*** Provided records ***

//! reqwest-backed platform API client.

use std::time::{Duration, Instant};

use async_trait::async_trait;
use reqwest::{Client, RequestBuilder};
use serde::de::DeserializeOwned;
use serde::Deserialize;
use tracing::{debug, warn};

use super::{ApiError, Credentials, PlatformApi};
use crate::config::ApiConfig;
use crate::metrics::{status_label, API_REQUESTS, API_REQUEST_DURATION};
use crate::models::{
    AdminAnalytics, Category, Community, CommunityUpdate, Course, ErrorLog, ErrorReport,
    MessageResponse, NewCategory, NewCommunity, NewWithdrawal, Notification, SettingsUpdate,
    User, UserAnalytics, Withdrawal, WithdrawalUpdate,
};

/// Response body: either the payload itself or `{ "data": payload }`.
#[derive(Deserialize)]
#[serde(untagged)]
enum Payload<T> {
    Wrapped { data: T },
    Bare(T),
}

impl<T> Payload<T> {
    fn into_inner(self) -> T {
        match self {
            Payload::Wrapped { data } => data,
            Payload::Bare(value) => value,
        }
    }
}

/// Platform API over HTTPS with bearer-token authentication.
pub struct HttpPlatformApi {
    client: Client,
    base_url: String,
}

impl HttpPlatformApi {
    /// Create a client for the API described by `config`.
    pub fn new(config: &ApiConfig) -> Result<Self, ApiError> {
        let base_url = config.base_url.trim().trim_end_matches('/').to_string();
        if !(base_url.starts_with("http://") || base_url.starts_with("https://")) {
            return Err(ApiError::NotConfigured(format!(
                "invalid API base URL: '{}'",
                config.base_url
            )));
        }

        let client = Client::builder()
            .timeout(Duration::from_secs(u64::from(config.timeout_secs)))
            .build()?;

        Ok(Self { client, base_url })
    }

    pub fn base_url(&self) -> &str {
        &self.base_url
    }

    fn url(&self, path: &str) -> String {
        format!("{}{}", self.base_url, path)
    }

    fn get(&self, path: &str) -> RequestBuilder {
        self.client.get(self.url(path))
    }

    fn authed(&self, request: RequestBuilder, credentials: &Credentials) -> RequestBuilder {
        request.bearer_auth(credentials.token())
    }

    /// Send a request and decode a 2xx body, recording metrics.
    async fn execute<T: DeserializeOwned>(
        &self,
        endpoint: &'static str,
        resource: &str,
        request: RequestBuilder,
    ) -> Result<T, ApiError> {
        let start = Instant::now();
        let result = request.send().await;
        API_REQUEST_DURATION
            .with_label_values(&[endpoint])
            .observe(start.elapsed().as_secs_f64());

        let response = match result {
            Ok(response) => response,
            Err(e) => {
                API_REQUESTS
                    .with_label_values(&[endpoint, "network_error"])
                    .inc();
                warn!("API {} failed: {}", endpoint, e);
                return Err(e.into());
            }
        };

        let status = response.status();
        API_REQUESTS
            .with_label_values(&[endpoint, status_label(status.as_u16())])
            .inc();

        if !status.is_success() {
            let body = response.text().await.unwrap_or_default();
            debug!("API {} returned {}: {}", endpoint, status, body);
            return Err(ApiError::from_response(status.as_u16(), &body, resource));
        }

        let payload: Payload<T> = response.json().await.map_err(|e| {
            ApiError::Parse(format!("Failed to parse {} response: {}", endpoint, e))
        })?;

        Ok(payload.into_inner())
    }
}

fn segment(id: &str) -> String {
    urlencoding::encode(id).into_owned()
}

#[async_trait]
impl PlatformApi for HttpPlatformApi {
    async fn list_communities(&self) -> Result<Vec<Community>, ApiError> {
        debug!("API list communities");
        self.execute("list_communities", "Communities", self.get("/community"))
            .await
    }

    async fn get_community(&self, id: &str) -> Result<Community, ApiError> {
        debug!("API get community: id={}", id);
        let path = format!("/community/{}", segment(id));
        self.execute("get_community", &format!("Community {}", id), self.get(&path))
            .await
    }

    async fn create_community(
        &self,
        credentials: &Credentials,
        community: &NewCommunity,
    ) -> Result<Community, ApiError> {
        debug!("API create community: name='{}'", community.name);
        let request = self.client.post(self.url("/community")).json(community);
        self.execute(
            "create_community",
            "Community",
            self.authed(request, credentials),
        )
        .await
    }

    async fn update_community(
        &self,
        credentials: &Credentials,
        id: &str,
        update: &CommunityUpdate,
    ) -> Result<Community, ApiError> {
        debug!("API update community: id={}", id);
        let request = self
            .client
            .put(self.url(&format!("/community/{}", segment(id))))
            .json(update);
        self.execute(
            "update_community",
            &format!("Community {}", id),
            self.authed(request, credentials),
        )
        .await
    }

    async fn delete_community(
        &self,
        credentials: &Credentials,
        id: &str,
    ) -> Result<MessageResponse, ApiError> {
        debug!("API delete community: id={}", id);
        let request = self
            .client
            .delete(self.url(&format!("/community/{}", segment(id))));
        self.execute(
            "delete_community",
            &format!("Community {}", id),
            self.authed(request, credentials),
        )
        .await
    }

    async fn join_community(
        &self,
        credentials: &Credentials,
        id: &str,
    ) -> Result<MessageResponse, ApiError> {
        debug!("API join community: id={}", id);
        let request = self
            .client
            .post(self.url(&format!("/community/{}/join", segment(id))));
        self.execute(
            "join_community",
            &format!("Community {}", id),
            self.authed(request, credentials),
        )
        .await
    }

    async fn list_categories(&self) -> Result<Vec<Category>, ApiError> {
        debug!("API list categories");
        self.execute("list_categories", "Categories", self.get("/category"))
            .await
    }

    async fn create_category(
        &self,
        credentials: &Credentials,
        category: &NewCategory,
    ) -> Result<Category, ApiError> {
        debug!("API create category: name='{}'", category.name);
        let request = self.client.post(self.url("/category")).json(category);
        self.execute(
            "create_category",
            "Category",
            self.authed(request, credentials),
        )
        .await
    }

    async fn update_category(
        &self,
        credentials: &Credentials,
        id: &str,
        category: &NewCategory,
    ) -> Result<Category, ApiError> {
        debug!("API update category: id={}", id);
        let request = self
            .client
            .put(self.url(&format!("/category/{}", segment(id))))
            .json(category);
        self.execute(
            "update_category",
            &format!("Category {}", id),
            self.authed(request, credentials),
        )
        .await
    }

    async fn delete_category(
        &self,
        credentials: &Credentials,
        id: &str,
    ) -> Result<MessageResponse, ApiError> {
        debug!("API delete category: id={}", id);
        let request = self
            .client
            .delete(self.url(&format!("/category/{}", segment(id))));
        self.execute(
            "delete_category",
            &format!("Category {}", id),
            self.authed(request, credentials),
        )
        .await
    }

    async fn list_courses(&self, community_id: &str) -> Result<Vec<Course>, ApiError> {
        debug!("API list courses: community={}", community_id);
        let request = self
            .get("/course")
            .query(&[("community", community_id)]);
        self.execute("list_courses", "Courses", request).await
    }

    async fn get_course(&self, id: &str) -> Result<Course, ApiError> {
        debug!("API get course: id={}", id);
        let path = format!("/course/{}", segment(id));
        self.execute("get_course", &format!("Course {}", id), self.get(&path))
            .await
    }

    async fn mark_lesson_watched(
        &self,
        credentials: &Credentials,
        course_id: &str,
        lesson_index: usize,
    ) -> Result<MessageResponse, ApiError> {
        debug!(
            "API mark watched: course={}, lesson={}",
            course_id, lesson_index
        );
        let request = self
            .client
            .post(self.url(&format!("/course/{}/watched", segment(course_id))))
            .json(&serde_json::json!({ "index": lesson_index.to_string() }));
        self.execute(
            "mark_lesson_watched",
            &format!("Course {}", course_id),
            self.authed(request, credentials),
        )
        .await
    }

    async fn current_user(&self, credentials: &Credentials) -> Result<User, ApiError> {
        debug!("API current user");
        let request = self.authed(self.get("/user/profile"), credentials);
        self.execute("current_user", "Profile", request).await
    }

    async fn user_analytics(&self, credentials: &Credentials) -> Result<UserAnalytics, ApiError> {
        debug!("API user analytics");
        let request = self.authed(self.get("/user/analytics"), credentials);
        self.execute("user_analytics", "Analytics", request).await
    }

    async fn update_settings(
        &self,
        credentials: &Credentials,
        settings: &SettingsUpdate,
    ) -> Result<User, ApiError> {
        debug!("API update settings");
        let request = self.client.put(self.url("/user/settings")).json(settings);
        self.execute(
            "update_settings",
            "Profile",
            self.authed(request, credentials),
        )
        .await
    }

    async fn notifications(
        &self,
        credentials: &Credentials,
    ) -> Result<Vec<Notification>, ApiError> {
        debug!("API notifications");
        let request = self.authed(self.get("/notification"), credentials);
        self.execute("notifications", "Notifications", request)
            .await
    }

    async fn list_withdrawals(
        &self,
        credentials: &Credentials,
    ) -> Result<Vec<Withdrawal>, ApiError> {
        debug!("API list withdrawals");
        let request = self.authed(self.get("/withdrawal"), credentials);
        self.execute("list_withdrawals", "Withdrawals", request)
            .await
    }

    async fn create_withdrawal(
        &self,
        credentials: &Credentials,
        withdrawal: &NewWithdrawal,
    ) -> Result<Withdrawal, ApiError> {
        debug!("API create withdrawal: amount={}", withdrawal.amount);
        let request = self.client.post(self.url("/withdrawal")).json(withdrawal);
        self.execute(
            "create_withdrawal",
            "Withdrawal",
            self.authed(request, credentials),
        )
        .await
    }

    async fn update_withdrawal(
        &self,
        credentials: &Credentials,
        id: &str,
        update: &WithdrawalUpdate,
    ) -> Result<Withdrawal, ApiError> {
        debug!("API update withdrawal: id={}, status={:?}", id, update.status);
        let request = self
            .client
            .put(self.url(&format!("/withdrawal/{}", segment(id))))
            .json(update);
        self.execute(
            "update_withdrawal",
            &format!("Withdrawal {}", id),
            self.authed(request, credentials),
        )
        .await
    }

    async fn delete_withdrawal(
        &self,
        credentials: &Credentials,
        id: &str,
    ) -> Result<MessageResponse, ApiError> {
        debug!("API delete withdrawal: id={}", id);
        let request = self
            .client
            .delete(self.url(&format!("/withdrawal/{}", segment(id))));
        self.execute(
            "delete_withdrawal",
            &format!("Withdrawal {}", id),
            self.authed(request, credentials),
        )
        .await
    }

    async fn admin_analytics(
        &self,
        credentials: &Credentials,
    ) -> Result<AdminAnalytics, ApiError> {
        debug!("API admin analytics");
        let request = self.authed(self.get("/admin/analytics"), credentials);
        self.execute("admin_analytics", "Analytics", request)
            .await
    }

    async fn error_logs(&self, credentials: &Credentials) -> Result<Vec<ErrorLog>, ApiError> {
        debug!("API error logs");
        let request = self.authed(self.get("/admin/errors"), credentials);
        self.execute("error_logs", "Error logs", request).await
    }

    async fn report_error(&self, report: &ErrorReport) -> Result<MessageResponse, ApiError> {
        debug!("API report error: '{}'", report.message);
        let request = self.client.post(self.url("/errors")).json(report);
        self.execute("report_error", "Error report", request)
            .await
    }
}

*** End of Provided records ***

Reproduce every line of the entries above, unchanged, from the very first one down to and including the line containing "use crate::config::ApiConfig;".

- Response area:
//! reqwest-backed platform API client.

use std::time::{Duration, Instant};

use async_trait::async_trait;
use reqwest::{Client, RequestBuilder};
use serde::de::DeserializeOwned;
use serde::Deserialize;
use tracing::{debug, warn};

use super::{ApiError, Credentials, PlatformApi};
use crate::config::ApiConfig;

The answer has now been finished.